Our Field Day events bring together innovative IT product vendors and independent thought leaders to share information and opinions in a presentation and discussion format. Independent bloggers, freelance writers, and podcasters have a public presence that has immense influence on the ways that products and companies are perceived and by the general public.
                                     -Stephen Foskett (Tech Field Day)
I just wrapped up the better part of a week in the Silicon Valley, and have to say that at times I felt like a little kid. Having never met the Grandmaster of Field Day, Stephen Foskett, I was pretty awed when we finally did shake hands. Stephen is a master of his craft. Bringing together an impressive group of “delegates” from far and wide and getting them into the boardrooms of the biggest names in IT can’t be easy, but Stephen makes it seem effortless, and is as genuine a person as I have ever met.

The other first-timers in the mix and I were quickly made to feel welcomed and appreciated by Stephen and the veteran delegates, and driving around with this crew was a blast. If you are a techie-type and have never been to the San Jose area, you can’t help but marvel at the names on the very modern-looking buildings as you roll by- Avaya, Broadcom, Citrix, McAfee,Netscout, Ruckus, etc- the list goes on and on. This is a special place, and you can feel the vibe.

Being in the inner sanctums of Aruba Networks, Cisco, Juniper, and Motorola was a thrill. Even if the presentations weren’t all that exhilarating at times, simply sitting amongst the best brains in Wireless Networking certainly was. Being both in IT and a faculty member at Syracuse University, it was also nice to see SU grads in the mix as we moved from company to company.
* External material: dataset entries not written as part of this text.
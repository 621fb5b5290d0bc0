use std::path::PathBuf;
use std::sync::Arc;
use std::time::Duration;

use anyhow::bail;
use clap::{Args, Parser, Subcommand, ValueEnum};
use tokio::task::JoinHandle;
use tracing::info;

use walkway::broker::{Broker, InMemoryBroker};
use walkway::codec;
use walkway::config::PropertyCenter;
use walkway::envelope::TaskEnvelope;
use walkway::logger::init_tracing;
use walkway::plan::{ExecutionPlan, StageNode};
use walkway::resource::process_cache;
use walkway::sim::{self, ArtifactFeed, FakeAttrRecognizer, FakeReId, FakeTracking};
use walkway::stage::{StageAlgorithm, StageWorker};
use walkway::storage::{InMemoryGraphStore, LocalPartStore};
use walkway::topics::TopicRegistry;
use walkway::tracker::{FanInTracker, TrackerSink, unpack_archive};

#[derive(Parser, Debug)]
#[command(
    name = "walkway",
    about = "Self-routing video pedestrian analytics pipeline",
    version = "0.1.0"
)]
struct Cli {
    #[command(subcommand)]
    command: Commands,
}

#[derive(Subcommand, Debug)]
enum Commands {
    /// Run the stage workers and wait for tasks
    Run(RunArgs),

    /// Publish a preset task and wait for its archive
    Submit(SubmitArgs),

    /// Show the registered channel table
    Topics,
}

#[derive(Args, Debug)]
struct RunArgs {
    /// Optional log level override (e.g. error, warn, info, debug, trace)
    #[arg(long, default_value = "info")]
    log_level: String,

    /// Write logs to this directory instead of stderr
    #[arg(long)]
    log_dir: Option<PathBuf>,

    /// Properties file to load before the environment
    #[arg(long)]
    env_file: Option<PathBuf>,

    /// Log every forwarded ack
    #[arg(long)]
    verbose: bool,
}

#[derive(Args, Debug)]
struct SubmitArgs {
    /// Which preset task to publish
    #[arg(value_enum)]
    preset: Preset,

    /// Task argument (video id, or `<video>:<tracklet>` for retrieval presets)
    #[arg(long)]
    arg: Option<String>,

    #[arg(long, default_value = "info")]
    log_level: String,

    #[arg(long)]
    env_file: Option<PathBuf>,

    /// Seconds to wait for the task archive before giving up
    #[arg(long, default_value = "15")]
    timeout: u64,
}

/// Canned tasks for exercising the pipeline by hand.
#[derive(Clone, Copy, Debug, ValueEnum)]
enum Preset {
    /// Track pedestrians, archive the tracklets
    TrackOnly,
    /// Track, then recognize attributes and re-identify in parallel
    TrackAndRecogAttr,
    /// Retrieve a stored tracklet and recognize attributes on it
    RecogAttrOnly,
}

fn preset_task(preset: Preset, arg: Option<String>) -> anyhow::Result<TaskEnvelope> {
    let (nodes, payload) = match preset {
        Preset::TrackOnly => (
            vec![StageNode::new(0, sim::TRACKING_CHANNEL, vec![])],
            arg.unwrap_or_else(|| "video123".to_string()),
        ),
        Preset::TrackAndRecogAttr => (
            vec![
                StageNode::new(0, sim::TRACKING_CHANNEL, vec![1, 2]),
                StageNode::new(1, sim::ATTR_CHANNEL, vec![]),
                StageNode::new(2, sim::REID_CHANNEL, vec![]),
            ],
            arg.unwrap_or_else(|| "video123".to_string()),
        ),
        Preset::RecogAttrOnly => (
            vec![
                StageNode::new(0, sim::FEED_CHANNEL, vec![1]),
                StageNode::new(1, sim::ATTR_CHANNEL, vec![]),
            ],
            arg.unwrap_or_else(|| "video123:12".to_string()),
        ),
    };
    let plan = ExecutionPlan::new(nodes)?;
    Ok(TaskEnvelope::new(plan, 0, payload.into_bytes())?)
}

struct Pipeline {
    broker: Arc<InMemoryBroker>,
    sink: Arc<TrackerSink>,
    workers: Vec<JoinHandle<()>>,
}

/// Bring up the whole pipeline in this process: registry, broker channels,
/// seeded graph store, completion tracker and one worker per stage.
async fn start_pipeline(properties: &PropertyCenter) -> anyhow::Result<Pipeline> {
    let registry = TopicRegistry::new(properties.partitions);
    sim::register_channels(&registry);

    let broker = InMemoryBroker::new();
    registry.ensure_all(broker.as_ref()).await?;

    let graph = process_cache().get_or_create(InMemoryGraphStore::new);
    sim::seed_gallery(graph.as_ref()).await?;

    let tracker = FanInTracker::new(LocalPartStore::new(&properties.metadata_dir));
    let sink = Arc::new(TrackerSink::new(tracker));

    let stages: Vec<(&str, Arc<dyn StageAlgorithm>)> = vec![
        (sim::TRACKING_CHANNEL, Arc::new(FakeTracking::new(8))),
        (sim::ATTR_CHANNEL, Arc::new(FakeAttrRecognizer)),
        (sim::REID_CHANNEL, Arc::new(FakeReId::new(graph.clone(), 16))),
        (sim::FEED_CHANNEL, Arc::new(ArtifactFeed::new(graph.clone()))),
    ];

    let mut workers = Vec::with_capacity(stages.len());
    for (channel, algorithm) in stages {
        let worker = Arc::new(
            StageWorker::new(channel, algorithm, broker.clone(), sink.clone())
                .verbose(properties.verbose),
        );
        workers.push(worker.start().await?);
    }

    info!(properties = %properties, "pipeline started");
    Ok(Pipeline {
        broker,
        sink,
        workers,
    })
}

async fn run(args: RunArgs) -> anyhow::Result<()> {
    let _guard = init_tracing(&args.log_level, args.log_dir.as_deref())?;
    let mut properties = PropertyCenter::load(args.env_file.as_deref());
    properties.verbose |= args.verbose;

    let pipeline = start_pipeline(&properties).await?;
    info!("workers consuming; press ctrl-c to stop");
    tokio::signal::ctrl_c().await?;

    for worker in &pipeline.workers {
        worker.abort();
    }
    info!("shut down {} workers", pipeline.workers.len());
    Ok(())
}

async fn submit(args: SubmitArgs) -> anyhow::Result<()> {
    let _guard = init_tracing(&args.log_level, None)?;
    let properties = PropertyCenter::load(args.env_file.as_deref());

    let pipeline = start_pipeline(&properties).await?;
    let envelope = preset_task(args.preset, args.arg)?;
    let task_id = envelope.task_id().to_string();

    let ack = pipeline
        .broker
        .publish(
            envelope.current_channel()?,
            envelope.routing_key().as_deref(),
            &codec::encode(&envelope),
        )
        .await?;
    info!(
        task = %task_id,
        channel = %ack.channel,
        partition = ack.partition,
        offset = ack.offset,
        "task submitted"
    );

    let store = pipeline.sink.tracker().store();
    let deadline = tokio::time::Instant::now() + Duration::from_secs(args.timeout);
    while !store.archive_exists(&task_id).await {
        if tokio::time::Instant::now() >= deadline {
            bail!("task {task_id} did not finish within {}s", args.timeout);
        }
        tokio::time::sleep(Duration::from_millis(100)).await;
    }

    let packed = tokio::fs::read(store.archive_path(&task_id)).await?;
    let parts = unpack_archive(&packed)?;
    println!("task {task_id} archived with {} parts:", parts.len());
    for (name, bytes) in parts {
        println!("  {name}: {}", String::from_utf8_lossy(&bytes));
    }

    for worker in &pipeline.workers {
        worker.abort();
    }
    Ok(())
}

fn topics(properties: &PropertyCenter) {
    let registry = TopicRegistry::new(properties.partitions);
    sim::register_channels(&registry);
    println!("registered channels:");
    for name in registry.names() {
        let partitions = registry.partitions(&name).unwrap_or(1);
        println!("  {name} ({partitions} partitions)");
    }
}

#[tokio::main(flavor = "multi_thread", worker_threads = 4)]
async fn main() -> anyhow::Result<()> {
    let cli = Cli::parse();
    match cli.command {
        Commands::Run(args) => run(args).await,
        Commands::Submit(args) => submit(args).await,
        Commands::Topics => {
            topics(&PropertyCenter::load(None));
            Ok(())
        }
    }
}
Impressions I took away from the companies’ presentations are at my Network Computing, but also wanted to get it out here how very cool Foskett’s Field Day is. With separate events for Networking, Wireless, Storage, and Virtualization, Field Day connects a lot of industry analyst talent with top companies in their respective fields in a unique and effective format.

It was an absolute honor to have been invited, and I guarantee that you’ll walk away smiling if you ever have the opportunity to meet Stephen.